President Barack Obama speaks at a news conference at the NATO summit at Celtic Manor, Newport, Wales, on Friday.
Charles Dharapak
President Barack Obama speaks at a news conference at the NATO summit at Celtic Manor, Newport, Wales, on Friday.

During a press conference to mark the end of a two-day meeting of the North Atlantic Treaty Organization in Wales, President Obama said he found "conviction" among U.S. friends and allies that the international community must "degrade and ultimately destroy" the Islamic State.

Obama said the militant Sunni group cannot be contained because it is already causing so much damage.

"What we can accomplish is to dismantle this network, this force that has claimed to control this much territory, so that they can't do us harm and that is going to be our objective," Obama said. "And I'm pleased to see that there is unanimity among our friends and allies in accomplishing that goal."

As we reported earlier, the United States and nine of its allies met on the sidelines of the NATO meeting to form a coalition intent on fighting the Islamic State, also known as ISIS or ISIL.

President Obama also spoke about NATO and about the crisis in Ukraine. Here are a few highlights:

-- Obama said the U.S. was "hopeful, but based on past experiences also skeptical" about the brand new cease-fire that took effect today in Ukraine.

-- The President said the United States' European partners are meeting to finalize new sanctions on Russia. The cease-fire, he said, should not stop those new sanctions from going into effect.

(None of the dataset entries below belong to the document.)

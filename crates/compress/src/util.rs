use crate::Compression;
use std::fmt::{Display, Formatter, Result as FmtResult};

impl Display for Compression {
    fn fmt(&self, f: &mut Formatter<'_>) -> FmtResult {
        write!(f, "{}", self.as_str())
    }
}

impl AsRef<str> for Compression {
    fn as_ref(&self) -> &'static str {
        self.as_str()
    }
}

impl Compression {
    /// Returns the short name for configuration (for displaying to user)
    #[inline]
    #[must_use]
    pub fn as_str(&self) -> &'static str {
        match self {
            Compression::None => "none",
            Compression::Deflate => "deflate",
            #[cfg(feature = "zstd")]
            Compression::Zstd => "zstd",
        }
    }

    /// Every codec compiled into this build.
    #[must_use]
    pub fn available() -> &'static [Compression] {
        &[
            Compression::None,
            Compression::Deflate,
            #[cfg(feature = "zstd")]
            Compression::Zstd,
        ]
    }
}
//! Config Error Types

use derive_more::{Display, Error};
use std::path::PathBuf;

/// A configuration error with automatic location tracking.
pub type Error = exn::Exn<ErrorKind>;
/// Result type alias for configuration operations.
pub type Result<T> = std::result::Result<T, Error>;

#[derive(Debug, Display, Error, PartialEq, Eq)]
pub enum ErrorKind {
    #[display("configuration file not found: {}", _0.display())]
    MissingFile(#[error(not(source))] PathBuf),
    #[display("unrecognized configuration file format: {}", _0.display())]
    UnsupportedFormat(#[error(not(source))] PathBuf),
    #[display("could not load configuration")]
    Load,
    #[display("invalid configuration: {_0}")]
    Invalid(#[error(not(source))] &'static str),
}

impl ErrorKind {
    /// Returns `true` if retrying might succeed.
    pub fn is_retryable(&self) -> bool {
        matches!(self, Self::MissingFile(_))
    }
}
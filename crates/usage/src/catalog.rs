//! What the usage store needs to know about the current catalog.

use apicat_model::Fingerprint;
use apicat_store::Catalog;

/// Membership and parent lookup of features.
pub trait FeatureCatalog {
    /// Whether `feature` still resolves.
    fn contains_feature(&self, feature: Fingerprint) -> bool;

    /// The direct parent of `feature`, if it has one.
    fn parent_feature(&self, feature: Fingerprint) -> Option<Fingerprint>;
}

/// Every api of a loaded catalog is a feature; its parent api is the parent
/// feature.
impl FeatureCatalog for Catalog {
    fn contains_feature(&self, feature: Fingerprint) -> bool {
        self.api_by_fingerprint(feature).is_some()
    }

    fn parent_feature(&self, feature: Fingerprint) -> Option<Fingerprint> {
        self.api_by_fingerprint(feature)?.parent().map(|parent| parent.fingerprint())
    }
}
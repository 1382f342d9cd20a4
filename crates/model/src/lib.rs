//! Core vocabulary of the API catalog.
//!
//! - [`Fingerprint`]: content-addressed identity of packages, assemblies and apis.
//! - [`Markup`]: tokenised declaration syntax with embedded cross-references.
//! - [`IndexDocument`]: the per-unit input produced by the extraction front end.
//! - [`CatalogModel`]: the merged, immutable entity graph.

mod catalog;
mod document;
pub mod error;
mod fingerprint;
mod identity;
mod kind;
mod markup;

pub use crate::catalog::{
    ApiEntry, AssemblyEntry, CatalogModel, Declaration, FrameworkEntry, PackageAssembly, PackageEntry,
    ReverseIndex, Violation,
};
pub use crate::document::{
    ApiRecord, AssemblyRecord, DeclarationRecord, FrameworkDocument, IndexDocument, PackageDocument,
};
pub use crate::fingerprint::Fingerprint;
pub use crate::identity::AssemblyIdentity;
pub use crate::kind::ApiKind;
pub use crate::markup::{Markup, MarkupBuilder, MarkupToken, TokenKind};
//! Builds a catalog from a directory of JSON index documents.
//!
//! Documents are read and parsed concurrently, but merged by a single consumer
//! in sorted path order so the resulting catalog does not depend on which parse
//! happens to finish first.

use crate::builder::CatalogBuilder;
use crate::error::{ErrorKind, Result};
use crate::report::{Build, FailedDocument};
use apicat_model::IndexDocument;
use apicat_model::error::Result as ModelResult;
use async_stream::stream;
use exn::ResultExt;
use futures::{Stream, StreamExt, pin_mut};
use std::path::{Path, PathBuf};
use tokio::fs;
use tracing::{debug, instrument};

const DOCUMENT_EXTENSION: &str = "json";

/// Progress events emitted by [`ingest_directory`].
///
/// [`Started`](Self::Started) and [`DiscoveryComplete`](Self::DiscoveryComplete)
/// are emitted exactly once, followed by one [`Ingested`](Self::Ingested) or
/// [`Failed`](Self::Failed) per document and a final [`Complete`](Self::Complete).
#[derive(Debug)]
pub enum BuildEvent {
    Started,
    DiscoveryComplete(u64),
    Ingested(PathBuf),
    Failed(FailedDocument),
    Complete,
}

/// Lists the index documents directly inside `directory`, sorted by path.
pub async fn discover(directory: &Path) -> Result<Vec<PathBuf>> {
    let mut entries = fs::read_dir(directory).await.or_raise(|| ErrorKind::Discovery(directory.to_path_buf()))?;
    let mut paths = Vec::new();
    while let Some(entry) = entries.next_entry().await.or_raise(|| ErrorKind::Discovery(directory.to_path_buf()))? {
        let path = entry.path();
        let is_file = entry.file_type().await.map(|kind| kind.is_file()).unwrap_or(false);
        if is_file && path.extension().is_some_and(|extension| extension == DOCUMENT_EXTENSION) {
            paths.push(path);
        }
    }
    paths.sort();
    Ok(paths)
}

/// The outer result covers reading the file, the inner one the document itself.
async fn load_document(path: &Path) -> Result<ModelResult<IndexDocument>> {
    let bytes = fs::read(path).await.or_raise(|| ErrorKind::Read(path.to_path_buf()))?;
    tokio::task::spawn_blocking(move || IndexDocument::from_slice(&bytes)).await.or_raise(|| ErrorKind::Join)
}

/// Feeds every document in `directory` into `builder`, parsing up to
/// `concurrency` documents ahead of the merge.
///
/// Per-document failures are recorded in the builder's report and surfaced as
/// [`BuildEvent::Failed`] without ending the stream; only discovery failures
/// are fatal.
pub fn ingest_directory<'a>(
    builder: &'a mut CatalogBuilder,
    directory: &'a Path,
    concurrency: usize,
) -> impl Stream<Item = Result<BuildEvent>> + 'a {
    stream!({
        yield Ok(BuildEvent::Started);
        if concurrency == 0 {
            yield Err(exn::Exn::from(ErrorKind::InvalidConcurrency));
            return;
        }

        let paths = match discover(directory).await {
            Ok(paths) => paths,
            Err(e) => {
                yield Err(e);
                return;
            },
        };
        // Infallible: a usize (either 32- or 64-bit) will always fit in a u64.
        yield Ok(BuildEvent::DiscoveryComplete(u64::try_from(paths.len()).unwrap_or(0)));

        let loaded = futures::stream::iter(paths)
            .map(|path| async move {
                let result = load_document(&path).await;
                (path, result)
            })
            .buffered(concurrency);
        pin_mut!(loaded);
        while let Some((path, result)) = loaded.next().await {
            let message = match result {
                Ok(Ok(document)) => {
                    builder.ingest(&document);
                    debug!(path = %path.display(), "index document merged");
                    yield Ok(BuildEvent::Ingested(path));
                    continue;
                },
                Ok(Err(e)) => (*e).to_string(),
                Err(e) => (*e).to_string(),
            };
            let failure = FailedDocument { path, message };
            builder.record_failure(failure.clone());
            yield Ok(BuildEvent::Failed(failure));
        }

        yield Ok(BuildEvent::Complete);
    })
}

/// Builds a catalog from every index document in `directory`.
#[instrument(skip_all, fields(directory = %directory.as_ref().display(), concurrency = concurrency))]
pub async fn build_directory(directory: impl AsRef<Path>, concurrency: usize) -> Result<Build> {
    let directory = directory.as_ref();
    let mut builder = CatalogBuilder::new();
    {
        let events = ingest_directory(&mut builder, directory, concurrency);
        pin_mut!(events);
        while let Some(event) = events.next().await {
            event?;
        }
    }
    Ok(builder.commit())
}
//! Configuration files name the codec; serialise it by that name.

use crate::Compression;
use serde::de::{Deserialize, Deserializer, Error as DeError};
use serde::ser::{Serialize, Serializer};

impl Serialize for Compression {
    fn serialize<S: Serializer>(&self, serializer: S) -> Result<S::Ok, S::Error> {
        serializer.serialize_str(self.as_str())
    }
}

impl<'de> Deserialize<'de> for Compression {
    fn deserialize<D: Deserializer<'de>>(deserializer: D) -> Result<Self, D::Error> {
        let name = String::deserialize(deserializer)?;
        name.parse().map_err(|err: crate::error::Error| D::Error::custom(&*err))
    }
}

#[cfg(test)]
mod tests {
    use crate::Compression;

    #[test]
    fn test_serde_by_name() {
        assert_eq!(serde_json::to_string(&Compression::Deflate).unwrap(), "\"deflate\"");
        assert_eq!(serde_json::from_str::<Compression>("\"none\"").unwrap(), Compression::None);
        assert!(serde_json::from_str::<Compression>("\"lz4\"").is_err());
    }
}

Going through with them, he said, presents "a more likely way for us to ensure that there is follow through."

-- Obama said the only reason there's a cease-fire deal today in Ukraine is "is because of the sanctions that have already been applied [against Russia] and the threat of further sanctions."

-- Obama also reiterated that Article 5 of the NATO treaty is a "binding treaty obligation. It is not negotiable."

Article 5 states that an attack on one NATO ally is an attack on all NATO allies.

"We will defend every ally," Obama said.

-- On the domestic front, Obama was asked whether he would take executive action on immigration reform.

Obama said he would prefer it if Congress acts but that "in the absence of congressional action, I intend to take action."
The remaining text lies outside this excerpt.